I understand that frequency analysis techniques such as the STFT (short-time Fourier transform) and Wavelet transform involve the convolution of a signal with a predefined basis in order to extract frequency information.
Several articles from Huang and others state "convolution processes involve integration, which makes the results suffering the limitation imposed by the uncertainty principle".
http://web-static-aws.seas.harvard.edu/climate/pdf/Zhaohua.pdf https://pyhht.readthedocs.io/en/latest/tutorials/hilbert_view_nonlinearity.html
I also understand that the frequency of each IMF is extracted by finding the time rate of change of phase of the analytic signal for each IMF (which would involve differentiation of the phase with respect to time).
Why does this differentiation mean that the uncertainty principle is avoided?

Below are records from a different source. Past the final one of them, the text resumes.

//! ISO Transport Protocol (ISO-TP) implementation, implements ISO 15765-2
//! ## Example:
//! ```rust,no_run
//! use ecu_link::isotp::{IsoTPAdapter, IsoTPOptions, IsoTpChannel};
//!
//! fn isotp_example() -> ecu_link::Result<()> {
//!     let adapter = ecu_link::socketcan::SocketCan::open("can0")?;
//!     let options = IsoTPOptions::from_id(0x7e0.into());
//!     let mut isotp = IsoTPAdapter::new(adapter, options);
//!
//!     let response = isotp.request(&[0x3e, 0x00])?;
//!     println!("{}", hex::encode(response));
//!     Ok(())
//! }
//! ```

pub mod codec;
pub mod constants;
pub mod error;
pub mod mock;
pub mod types;

use std::time::{Duration, Instant};

use crate::can::{CanAdapter, Frame};
use crate::error::Error;
use crate::isotp::constants::FlowStatus;
use crate::Result;

pub use codec::{segment, Progress, Reassembler};
pub use types::{FlowControlConfig, IsoTPOptions};

use tracing::{debug, warn};

/// A reliable packet channel to one ECU. Implemented by the manual segmentation layer on top of a
/// [`CanAdapter`], and by adapters that implement ISO-TP natively.
pub trait IsoTpChannel {
    /// Send one packet of up to 4095 bytes.
    fn send(&mut self, data: &[u8]) -> Result<()>;

    /// Receive the next packet from the destination ID. Returns [`Error::Timeout`] if nothing arrives in time.
    fn recv(&mut self) -> Result<Vec<u8>>;

    /// Send a packet and block for the answer.
    fn request(&mut self, data: &[u8]) -> Result<Vec<u8>> {
        self.send(data)?;
        self.recv()
    }

    fn options(&self) -> &IsoTPOptions;

    /// Replace the addressing and timing of this channel.
    fn set_options(&mut self, options: IsoTPOptions) -> Result<()>;
}

impl<T: IsoTpChannel + ?Sized> IsoTpChannel for Box<T> {
    fn send(&mut self, data: &[u8]) -> Result<()> {
        (**self).send(data)
    }

    fn recv(&mut self) -> Result<Vec<u8>> {
        (**self).recv()
    }

    fn request(&mut self, data: &[u8]) -> Result<Vec<u8>> {
        (**self).request(data)
    }

    fn options(&self) -> &IsoTPOptions {
        (**self).options()
    }

    fn set_options(&mut self, options: IsoTPOptions) -> Result<()> {
        (**self).set_options(options)
    }
}

/// Wraps a CAN adapter to provide a simple interface for sending and receiving ISO-TP packets. CAN-FD ISO-TP is not supported.
pub struct IsoTPAdapter<C: CanAdapter> {
    adapter: C,
    options: IsoTPOptions,
}

impl<C: CanAdapter> IsoTPAdapter<C> {
    /// Convenience method for creating a new IsoTPAdapter from a CAN adapter and an Arbitration ID.
    pub fn from_id(adapter: C, id: u32) -> Self {
        Self::new(adapter, IsoTPOptions::from_id(id.into()))
    }

    /// Create a new IsoTPAdapter from a CAN adapter and a configuration.
    pub fn new(adapter: C, options: IsoTPOptions) -> Self {
        Self { adapter, options }
    }

    pub fn get_ref(&self) -> &C {
        &self.adapter
    }

    pub fn get_mut(&mut self) -> &mut C {
        &mut self.adapter
    }

    pub fn into_inner(self) -> C {
        self.adapter
    }

    fn send_frame(&mut self, data: &[u8]) -> Result<()> {
        let frame = Frame::new(self.options.source_id, data)?;
        self.adapter.send(&frame)
    }

    fn send_flow_control(&mut self) -> Result<()> {
        let fc = FlowControlConfig::continue_to_send(self.options.block_size, self.options.st_min);
        let mut buf = fc.to_bytes().to_vec();
        if let Some(padding) = self.options.padding {
            buf.resize(8, padding);
        }

        debug!("TX FC, data {}", hex::encode(&buf));
        self.send_frame(&buf)
    }

    /// Next frame from the destination ID. Frames with other IDs and our own echoed frames are skipped.
    fn recv_frame(&mut self, deadline: Instant) -> Result<Frame> {
        loop {
            let remaining = deadline.saturating_duration_since(Instant::now());
            if remaining.is_zero() {
                return Err(Error::Timeout);
            }

            match self.adapter.recv(remaining)? {
                None => return Err(Error::Timeout),
                Some(frame) if frame.loopback || frame.id != self.options.dest_id => continue,
                Some(frame) => return Ok(frame),
            }
        }
    }

    /// Wait for a Flow Control frame that allows us to continue, honoring Wait frames up to the configured limit.
    fn recv_flow_control(&mut self) -> Result<FlowControlConfig> {
        let mut wait_frames = 0;
        loop {
            let deadline = Instant::now() + self.options.timeout;
            let frame = self.recv_frame(deadline)?;
            debug!("RX FC, data {}", hex::encode(&frame.data));

            let fc = match FlowControlConfig::try_from(frame.data.as_slice()) {
                Ok(fc) => fc,
                Err(error::Error::MalformedFrame) => {
                    warn!("Dropping malformed FC {}", hex::encode(&frame.data));
                    continue;
                }
                Err(e) => return Err(e.into()),
            };
            match fc.flow_status {
                FlowStatus::ContinueToSend => return Ok(fc),
                FlowStatus::Wait => {
                    wait_frames += 1;
                    if wait_frames > self.options.max_wait_frames {
                        return Err(error::Error::FlowControlWaitExceeded.into());
                    }
                }
                FlowStatus::Overflow => return Err(error::Error::Overflow.into()),
            }
        }
    }

    fn send_multiple(&mut self, frames: &[Vec<u8>]) -> Result<()> {
        debug!("TX FF, data {}", hex::encode(&frames[0]));
        self.send_frame(&frames[0])?;

        let mut consecutive = frames[1..].iter().peekable();
        while consecutive.peek().is_some() {
            let fc = self.recv_flow_control()?;
            let block_size = match fc.block_size {
                0 => usize::MAX,
                bs => bs as usize,
            };

            for (idx, frame) in consecutive.by_ref().take(block_size).enumerate() {
                if idx > 0 && fc.separation_time_min > Duration::ZERO {
                    std::thread::sleep(fc.separation_time_min);
                }
                debug!("TX CF, data {}", hex::encode(frame));
                self.send_frame(frame)?;
            }
        }

        Ok(())
    }
}

impl<C: CanAdapter> IsoTpChannel for IsoTPAdapter<C> {
    /// Send an ISO-TP packet of up to 4095 bytes. Returns [`Error::Timeout`] if the ECU is not responding in time with flow control messages.
    fn send(&mut self, data: &[u8]) -> Result<()> {
        debug!("TX {}", hex::encode(data));

        let frames = codec::segment(data, self.options.padding)?;
        if frames.len() == 1 {
            debug!("TX SF, length: {} data {}", data.len(), hex::encode(&frames[0]));
            self.send_frame(&frames[0])
        } else {
            self.send_multiple(&frames)
        }
    }

    /// Receive an ISO-TP packet. Returns [`Error::Timeout`] if the timeout is exceeded between individual ISO-TP frames. Note the total time to receive a packet may be longer than the timeout.
    fn recv(&mut self) -> Result<Vec<u8>> {
        let mut reassembler = Reassembler::new(self.options.block_size);
        let mut deadline = Instant::now() + self.options.timeout;

        loop {
            let frame = self.recv_frame(deadline)?;
            match reassembler.feed(&frame.data)? {
                Progress::Ignored => continue,
                Progress::FlowControlRequired => self.send_flow_control()?,
                Progress::InProgress => {}
                Progress::Complete(buf) => {
                    debug!("RX {}", hex::encode(&buf));
                    return Ok(buf);
                }
            }
            deadline = Instant::now() + self.options.timeout;
        }
    }

    fn options(&self) -> &IsoTPOptions {
        &self.options
    }

    /// Replace the options and move the adapter's acceptance filter to the new destination ID.
    fn set_options(&mut self, options: IsoTPOptions) -> Result<()> {
        self.adapter.set_filter(options.dest_id)?;
        self.options = options;
        Ok(())
    }
}

#[cfg(test)]
mod tests {
    use super::*;
    use crate::can::mock::MockCanAdapter;
    use crate::can::Identifier;

    const TESTER: u32 = 0x7e0;
    const ECU: u32 = 0x7e8;

    fn ecu_frame(data: &[u8]) -> Frame {
        Frame::new(ECU.into(), data).unwrap()
    }

    fn adapter(mock: MockCanAdapter) -> IsoTPAdapter<MockCanAdapter> {
        IsoTPAdapter::from_id(mock, TESTER)
    }

    #[test]
    fn send_single_frame_padded() {
        let mut isotp = adapter(MockCanAdapter::new());
        isotp.send(&[0x10, 0x03]).unwrap();

        let sent = isotp.get_ref().sent();
        assert_eq!(sent.len(), 1);
        assert_eq!(sent[0].id, Identifier::Standard(TESTER));
        assert_eq!(sent[0].data, vec![0x02, 0x10, 0x03, 0, 0, 0, 0, 0]);
    }

    #[test]
    fn send_multi_frame_waits_for_flow_control() {
        let mut mock = MockCanAdapter::new();
        mock.push_rx(ecu_frame(&[0x30, 0x00, 0x00]));
        let mut isotp = adapter(mock);

        let data: Vec<u8> = (0..20).collect();
        isotp.send(&data).unwrap();

        let sent = isotp.get_ref().sent();
        assert_eq!(sent.len(), 3);
        assert_eq!(sent[0].data, vec![0x10, 20, 0, 1, 2, 3, 4, 5]);
        assert_eq!(sent[1].data, vec![0x21, 6, 7, 8, 9, 10, 11, 12]);
        assert_eq!(sent[2].data, vec![0x22, 13, 14, 15, 16, 17, 18, 19]);
    }

    #[test]
    fn send_respects_block_size() {
        let mut mock = MockCanAdapter::new();
        mock.push_rx(ecu_frame(&[0x30, 0x01, 0x00]));
        mock.push_rx(ecu_frame(&[0x30, 0x01, 0x00]));
        let mut isotp = adapter(mock);

        isotp.send(&[0x55; 20]).unwrap();
        assert_eq!(isotp.get_ref().sent().len(), 3);
        assert_eq!(isotp.get_ref().pending(), 0);
    }

    #[test]
    fn send_missing_second_block_flow_control() {
        let mut mock = MockCanAdapter::new();
        mock.push_rx(ecu_frame(&[0x30, 0x01, 0x00]));
        let mut isotp = adapter(mock);

        assert!(matches!(isotp.send(&[0x55; 20]), Err(Error::Timeout)));
        // FF and the first block went out
        assert_eq!(isotp.get_ref().sent().len(), 2);
    }

    #[test]
    fn send_honors_wait() {
        let mut mock = MockCanAdapter::new();
        mock.push_rx(ecu_frame(&[0x31, 0x00, 0x00]));
        mock.push_rx(ecu_frame(&[0x31, 0x00, 0x00]));
        mock.push_rx(ecu_frame(&[0x30, 0x00, 0x00]));
        let mut isotp = adapter(mock);

        isotp.send(&[0x55; 20]).unwrap();
        assert_eq!(isotp.get_ref().sent().len(), 3);
    }

    #[test]
    fn send_drops_malformed_flow_control() {
        let mut mock = MockCanAdapter::new();
        mock.push_rx(ecu_frame(&[0x30, 0x00]));
        mock.push_rx(ecu_frame(&[0x21, 0x00, 0x00]));
        mock.push_rx(ecu_frame(&[0x30, 0x00, 0x00]));
        let mut isotp = adapter(mock);

        isotp.send(&[0x55; 20]).unwrap();
        assert_eq!(isotp.get_ref().sent().len(), 3);
    }

    #[test]
    fn send_reserved_flow_status() {
        let mut mock = MockCanAdapter::new();
        mock.push_rx(ecu_frame(&[0x35, 0x00, 0x00]));
        let mut isotp = adapter(mock);

        assert!(matches!(
            isotp.send(&[0x55; 20]),
            Err(Error::IsoTPError(error::Error::FlowControl))
        ));
    }

    #[test]
    fn send_wait_limit() {
        let mut mock = MockCanAdapter::new();
        for _ in 0..3 {
            mock.push_rx(ecu_frame(&[0x31, 0x00, 0x00]));
        }
        let mut options = IsoTPOptions::from_id(TESTER.into());
        options.max_wait_frames = 2;
        let mut isotp = IsoTPAdapter::new(mock, options);

        assert!(matches!(
            isotp.send(&[0x55; 20]),
            Err(Error::IsoTPError(error::Error::FlowControlWaitExceeded))
        ));
    }

    #[test]
    fn send_empty_packet() {
        let mut isotp = adapter(MockCanAdapter::new());
        assert!(matches!(isotp.send(&[]), Err(Error::IsoTPError(error::Error::EmptyPacket))));
        assert!(isotp.get_ref().sent().is_empty());
    }

    #[test]
    fn send_overflow() {
        let mut mock = MockCanAdapter::new();
        mock.push_rx(ecu_frame(&[0x32, 0x00, 0x00]));
        let mut isotp = adapter(mock);

        assert!(matches!(
            isotp.send(&[0x55; 20]),
            Err(Error::IsoTPError(error::Error::Overflow))
        ));
        assert_eq!(isotp.get_ref().sent().len(), 1);
    }

    #[test]
    fn send_without_flow_control_times_out() {
        let mut isotp = adapter(MockCanAdapter::new());
        assert!(matches!(isotp.send(&[0x55; 20]), Err(Error::Timeout)));
    }

    #[test]
    fn recv_multi_frame_sends_flow_control() {
        let data: Vec<u8> = (0..30).collect();
        let mut mock = MockCanAdapter::new();
        for frame in codec::segment(&data, Some(0xaa)).unwrap() {
            mock.push_rx(ecu_frame(&frame));
        }
        let mut isotp = adapter(mock);

        assert_eq!(isotp.recv().unwrap(), data);

        let sent = isotp.get_ref().sent();
        assert_eq!(sent.len(), 1);
        assert_eq!(sent[0].id, Identifier::Standard(TESTER));
        assert_eq!(sent[0].data, vec![0x30, 0x00, 0x00, 0, 0, 0, 0, 0]);
    }

    #[test]
    fn recv_ignores_other_ids_and_loopback() {
        let mut mock = MockCanAdapter::new();
        mock.push_rx(Frame::new(0x7e9.into(), &[0x02, 0x50, 0x01]).unwrap());
        let mut echoed = ecu_frame(&[0x02, 0x50, 0x02]);
        echoed.loopback = true;
        mock.push_rx(echoed);
        mock.push_rx(ecu_frame(&[0x02, 0x50, 0x03]));
        let mut isotp = adapter(mock);

        assert_eq!(isotp.recv().unwrap(), vec![0x50, 0x03]);
    }

    #[test]
    fn recv_drops_malformed_until_timeout() {
        let mut mock = MockCanAdapter::new();
        mock.push_rx(ecu_frame(&[]));
        mock.push_rx(ecu_frame(&[0x07, 0x01]));
        let mut isotp = adapter(mock);

        assert!(matches!(isotp.recv(), Err(Error::Timeout)));
    }

    #[test]
    fn recv_out_of_order() {
        let mut mock = MockCanAdapter::new();
        mock.push_rx(ecu_frame(&[0x10, 0x10, 0, 1, 2, 3, 4, 5]));
        mock.push_rx(ecu_frame(&[0x22, 6, 7, 8, 9, 10, 11, 12]));
        let mut isotp = adapter(mock);

        assert!(matches!(
            isotp.recv(),
            Err(Error::IsoTPError(error::Error::OutOfOrder { expected: 1, actual: 2 }))
        ));
    }

    #[test]
    fn set_options_changes_addressing() {
        let mut mock = MockCanAdapter::new();
        mock.push_rx(Frame::new(0x7e9.into(), &[0x01, 0x7e]).unwrap());
        let mut isotp = adapter(mock);

        isotp
            .set_options(IsoTPOptions::new(0x7e1.into(), 0x7e9.into()))
            .unwrap();
        assert_eq!(isotp.request(&[0x3e]).unwrap(), vec![0x7e]);
        assert_eq!(isotp.get_ref().sent()[0].id, Identifier::Standard(0x7e1));
    }

    #[test]
    fn set_options_moves_filter() {
        let mut mock = MockCanAdapter::new();
        mock.set_filter(ECU.into()).unwrap();
        mock.push_rx(Frame::new(0x7e9.into(), &[0x01, 0x7e]).unwrap());
        let mut isotp = adapter(mock);

        isotp
            .set_options(IsoTPOptions::new(0x7e1.into(), 0x7e9.into()))
            .unwrap();
        assert_eq!(isotp.get_ref().filter(), Some(Identifier::Standard(0x7e9)));
        assert_eq!(isotp.recv().unwrap(), vec![0x7e]);
    }
}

I have a vague idea that it's due to operators associated with time and frequency that don't commute, but I have struggled to find any sources that approach this from a signal processing/mathematical perceptive rather than in a quantum mechanical sense.
Furthermore, if this kind of signal processing circumvents the uncertainty principle, does that mean time and frequency events can be resolved with arbitrary precision?
(In my head, this, in turn, would have implications in quantum mechanics, but I imagine this would be outside the topic of this site.)
Any insights and/or articles are gratefully received.